■ **Exercise brief**: In the entries that follow, find the line containing "debug_assert_ne!(self.0, Self::INVALID);", then output exactly every line from the first through that one.

Given information Block Start

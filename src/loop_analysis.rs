//! A loop analysis represented as mappings of loops to their header blocks
//! and parent loops.
//!
//! Loops are discovered from back edges: an edge whose destination
//! dominates its source closes a natural loop headed by the destination.
//! Loop membership and nesting levels drive the region-constant
//! classification of the reassociation pass (a value defined at a lower
//! nesting level is invariant with respect to a deeper block).

use crate::dominator_tree::DominatorTree;
use crate::entity::{Keys, PrimaryMap, SecondaryMap};
use crate::flowgraph::ControlFlowGraph;
use crate::ir::{Block, Graph, Loop};
use crate::packed_option::PackedOption;

/// A loop nesting level. Level 0 means "not in any loop".
#[derive(Clone, Copy, PartialEq, Eq, PartialOrd, Ord, Debug)]
pub struct LoopLevel(u8);

impl LoopLevel {
    const INVALID: u8 = u8::MAX;

    /// The level of a block outside any loop.
    pub fn root() -> Self {
        Self(0)
    }

    /// The nesting depth as a number.
    pub fn level(self) -> usize {
        debug_assert_ne!(self.0, Self::INVALID);
        self.0 as usize
    }
}

impl Default for LoopLevel {
    fn default() -> Self {
        Self(Self::INVALID)
    }
}

/// Data about one discovered loop.
#[derive(Clone)]
struct LoopData {
    header: Block,
    parent: PackedOption<Loop>,
    level: LoopLevel,
}

/// Loop tree information for a single procedure graph.
///
/// Loops are referenced by [`Loop`] handles; blocks map to their innermost
/// enclosing loop, if any.
pub struct LoopAnalysis {
    loops: PrimaryMap<Loop, LoopData>,
    block_loop_map: SecondaryMap<Block, PackedOption<Loop>>,
    valid: bool,
}

/// Methods for querying the loop analysis.
impl LoopAnalysis {
    /// Allocate a new blank loop analysis. Use `compute` to fill it.
    pub fn new() -> Self {
        Self {
            loops: PrimaryMap::new(),
            block_loop_map: SecondaryMap::new(),
            valid: false,
        }
    }

    /// The loops in this procedure, in discovery order (outer loops
    /// first).
    pub fn loops(&self) -> Keys<Loop> {
        self.loops.keys()
    }

    /// The header block of `lp`.
    pub fn loop_header(&self, lp: Loop) -> Block {
        self.loops[lp].header
    }

    /// The loop immediately enclosing `lp`, if any.
    pub fn loop_parent(&self, lp: Loop) -> Option<Loop> {
        self.loops[lp].parent.expand()
    }

    /// The innermost loop `block` belongs to, if any.
    pub fn innermost_loop(&self, block: Block) -> Option<Loop> {
        self.block_loop_map[block].expand()
    }

    /// Is `block` inside `lp`, directly or in a nested loop?
    pub fn is_in_loop(&self, block: Block, lp: Loop) -> bool {
        let mut cur = self.innermost_loop(block);
        while let Some(c) = cur {
            if c == lp {
                return true;
            }
            cur = self.loop_parent(c);
        }
        false
    }

    /// The loop nesting level of `block`.
    pub fn loop_level(&self, block: Block) -> LoopLevel {
        debug_assert!(self.is_valid());
        match self.innermost_loop(block) {
            Some(lp) => self.loops[lp].level,
            None => LoopLevel::root(),
        }
    }

    /// Check if the loop analysis is in a valid state.
    ///
    /// Note that this doesn't perform any kind of validity checks. It
    /// simply checks if the `compute()` method has been called since the
    /// last `clear()`.
    pub fn is_valid(&self) -> bool {
        self.valid
    }

    /// Clear all the data structures contained in the loop analysis. This
    /// will leave the analysis in a state where `is_valid()` returns
    /// false.
    pub fn clear(&mut self) {
        self.loops.clear();
        self.block_loop_map.clear();
        self.valid = false;
    }
}

impl LoopAnalysis {
    /// Allocate and compute the loop analysis.
    pub fn with_graph(graph: &Graph, cfg: &ControlFlowGraph, domtree: &DominatorTree) -> Self {
        let mut analysis = Self::new();
        analysis.compute(graph, cfg, domtree);
        analysis
    }

    /// Detect the loops in a graph. Needs the control flow graph and the
    /// dominator tree.
    pub fn compute(&mut self, graph: &Graph, cfg: &ControlFlowGraph, domtree: &DominatorTree) {
        self.clear();
        self.block_loop_map.resize(graph.num_blocks());
        self.find_loop_headers(cfg, domtree);
        self.discover_loop_blocks(cfg, domtree);
        self.assign_loop_levels();
        self.valid = true;
    }

    /// Traverses the CFG in reverse postorder and creates a loop for every
    /// block with a back edge pointing at it. Outer loop headers come
    /// first in the RPO, so outer loops get the smaller `Loop` indices.
    fn find_loop_headers(&mut self, cfg: &ControlFlowGraph, domtree: &DominatorTree) {
        for &block in domtree.cfg_postorder().iter().rev() {
            if cfg
                .preds(block)
                .iter()
                .any(|&pred| domtree.dominates(block, pred))
            {
                let lp = self.loops.push(LoopData {
                    header: block,
                    parent: None.into(),
                    level: LoopLevel::default(),
                });
                self.block_loop_map[block] = lp.into();
            }
        }
    }

    /// Walks backwards from every back edge source until the loop header,
    /// assigning each visited block to its innermost loop and linking
    /// nested loops to their parents.
    fn discover_loop_blocks(&mut self, cfg: &ControlFlowGraph, domtree: &DominatorTree) {
        let mut stack: Vec<Block> = Vec::new();
        for lp in self.loops.keys() {
            let header = self.loops[lp].header;
            for &pred in cfg.preds(header) {
                if domtree.dominates(header, pred) {
                    stack.push(pred);
                }
            }
            while let Some(block) = stack.pop() {
                match self.block_loop_map[block].expand() {
                    None => {
                        self.block_loop_map[block] = lp.into();
                        for &pred in cfg.preds(block) {
                            if domtree.is_reachable(pred) {
                                stack.push(pred);
                            }
                        }
                    }
                    Some(assigned) => {
                        // The block is already in a loop. If the current
                        // loop is anywhere in that chain the block is
                        // handled; otherwise the chain's outermost loop is
                        // nested under the current one.
                        let mut handled = assigned == lp;
                        let mut outermost = assigned;
                        while let Some(parent) = self.loops[outermost].parent.expand() {
                            if parent == lp {
                                handled = true;
                                break;
                            }
                            outermost = parent;
                        }
                        if !handled {
                            self.loops[outermost].parent = lp.into();
                            let inner_header = self.loops[outermost].header;
                            for &pred in cfg.preds(inner_header) {
                                // Skip the nested loop's own back edges.
                                if domtree.is_reachable(pred)
                                    && !domtree.dominates(inner_header, pred)
                                {
                                    stack.push(pred);
                                }
                            }
                        }
                    }
                }
            }
        }
    }

    fn assign_loop_levels(&mut self) {
        for lp in self.loops.keys() {
            let mut level = 1u8;
            let mut cur = lp;
            while let Some(parent) = self.loops[cur].parent.expand() {
                level += 1;
                cur = parent;
            }
            self.loops[lp].level = LoopLevel(level);
        }
    }
}

impl Default for LoopAnalysis {
    fn default() -> Self {
        Self::new()
    }
}

#[cfg(test)]
mod tests {
    use super::*;

    fn analyze(graph: &Graph) -> LoopAnalysis {
        let cfg = ControlFlowGraph::with_graph(graph);
        let domtree = DominatorTree::with_graph(graph, &cfg);
        LoopAnalysis::with_graph(graph, &cfg, &domtree)
    }

    #[test]
    fn straight_line_has_no_loops() {
        let mut graph = Graph::new();
        let b0 = graph.make_block();
        let b1 = graph.make_block();
        graph.add_block_edge(b0, b1);
        let la = analyze(&graph);
        assert_eq!(la.loops().count(), 0);
        assert_eq!(la.loop_level(b0).level(), 0);
        assert_eq!(la.loop_level(b1).level(), 0);
    }

    #[test]
    fn single_loop() {
        let mut graph = Graph::new();
        let entry = graph.make_block();
        let header = graph.make_block();
        let body = graph.make_block();
        let exit = graph.make_block();
        graph.add_block_edge(entry, header);
        graph.add_block_edge(header, body);
        graph.add_block_edge(body, header);
        graph.add_block_edge(header, exit);

        let la = analyze(&graph);
        assert_eq!(la.loops().count(), 1);
        let lp = la.loops().next().unwrap();
        assert_eq!(la.loop_header(lp), header);
        assert_eq!(la.loop_parent(lp), None);
        assert_eq!(la.loop_level(entry).level(), 0);
        assert_eq!(la.loop_level(header).level(), 1);
        assert_eq!(la.loop_level(body).level(), 1);
        assert_eq!(la.loop_level(exit).level(), 0);
        assert!(la.is_in_loop(body, lp));
        assert!(!la.is_in_loop(exit, lp));
    }

    #[test]
    fn nested_loops() {
        let mut graph = Graph::new();
        let entry = graph.make_block();
        let outer = graph.make_block();
        let inner = graph.make_block();
        let latch = graph.make_block();
        let exit = graph.make_block();
        graph.add_block_edge(entry, outer);
        graph.add_block_edge(outer, inner);
        graph.add_block_edge(inner, inner);
        graph.add_block_edge(inner, latch);
        graph.add_block_edge(latch, outer);
        graph.add_block_edge(outer, exit);

        let la = analyze(&graph);
        assert_eq!(la.loops().count(), 2);
        let mut it = la.loops();
        let outer_lp = it.next().unwrap();
        let inner_lp = it.next().unwrap();
        assert_eq!(la.loop_header(outer_lp), outer);
        assert_eq!(la.loop_header(inner_lp), inner);
        assert_eq!(la.loop_parent(inner_lp), Some(outer_lp));
        assert_eq!(la.loop_level(outer).level(), 1);
        assert_eq!(la.loop_level(inner).level(), 2);
        assert_eq!(la.loop_level(latch).level(), 1);
        assert_eq!(la.loop_level(exit).level(), 0);
        assert!(la.is_in_loop(inner, outer_lp));
    }
}
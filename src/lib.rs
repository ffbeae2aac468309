//! Gantry mid-end optimization library.
//!
//! This crate holds the sea-of-nodes intermediate representation of the
//! Gantry compiler together with its control-flow analyses and the
//! reassociation pass. Front-ends build a [`ir::Graph`] per procedure and
//! run [`optimize_reassociation`] on it.

#![deny(missing_docs, trivial_numeric_casts, unused_extern_crates)]
#![warn(unused_import_braces)]

pub use cranelift_entity as entity;
pub use crate::entity::packed_option;

/// A macro for defining cheap pass-internal trace logging.
///
/// Compiled out entirely in release builds unless the `trace-log` feature
/// is enabled, so hot loops may trace freely.
macro_rules! trace {
    ($($tt:tt)*) => {
        if cfg!(any(feature = "trace-log", debug_assertions)) {
            ::log::trace!($($tt)*);
        }
    };
}

pub mod dominator_tree;
pub mod flowgraph;
pub mod ir;
pub mod loop_analysis;

mod eor_equality;
mod fx;
mod reassoc;
mod shannon;

pub use crate::reassoc::optimize_reassociation;

/// Version number of this crate.
pub const VERSION: &str = env!("CARGO_PKG_VERSION");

Given information Block End

■ **Problem solution**:
filename src/loop_analysis.rs
//! A loop analysis represented as mappings of loops to their header blocks
//! and parent loops.
//!
//! Loops are discovered from back edges: an edge whose destination
//! dominates its source closes a natural loop headed by the destination.
//! Loop membership and nesting levels drive the region-constant
//! classification of the reassociation pass (a value defined at a lower
//! nesting level is invariant with respect to a deeper block).

use crate::dominator_tree::DominatorTree;
use crate::entity::{Keys, PrimaryMap, SecondaryMap};
use crate::flowgraph::ControlFlowGraph;
use crate::ir::{Block, Graph, Loop};
use crate::packed_option::PackedOption;

/// A loop nesting level. Level 0 means "not in any loop".
#[derive(Clone, Copy, PartialEq, Eq, PartialOrd, Ord, Debug)]
pub struct LoopLevel(u8);

impl LoopLevel {
    const INVALID: u8 = u8::MAX;

    /// The level of a block outside any loop.
    pub fn root() -> Self {
        Self(0)
    }

    /// The nesting depth as a number.
    pub fn level(self) -> usize {
        debug_assert_ne!(self.0, Self::INVALID);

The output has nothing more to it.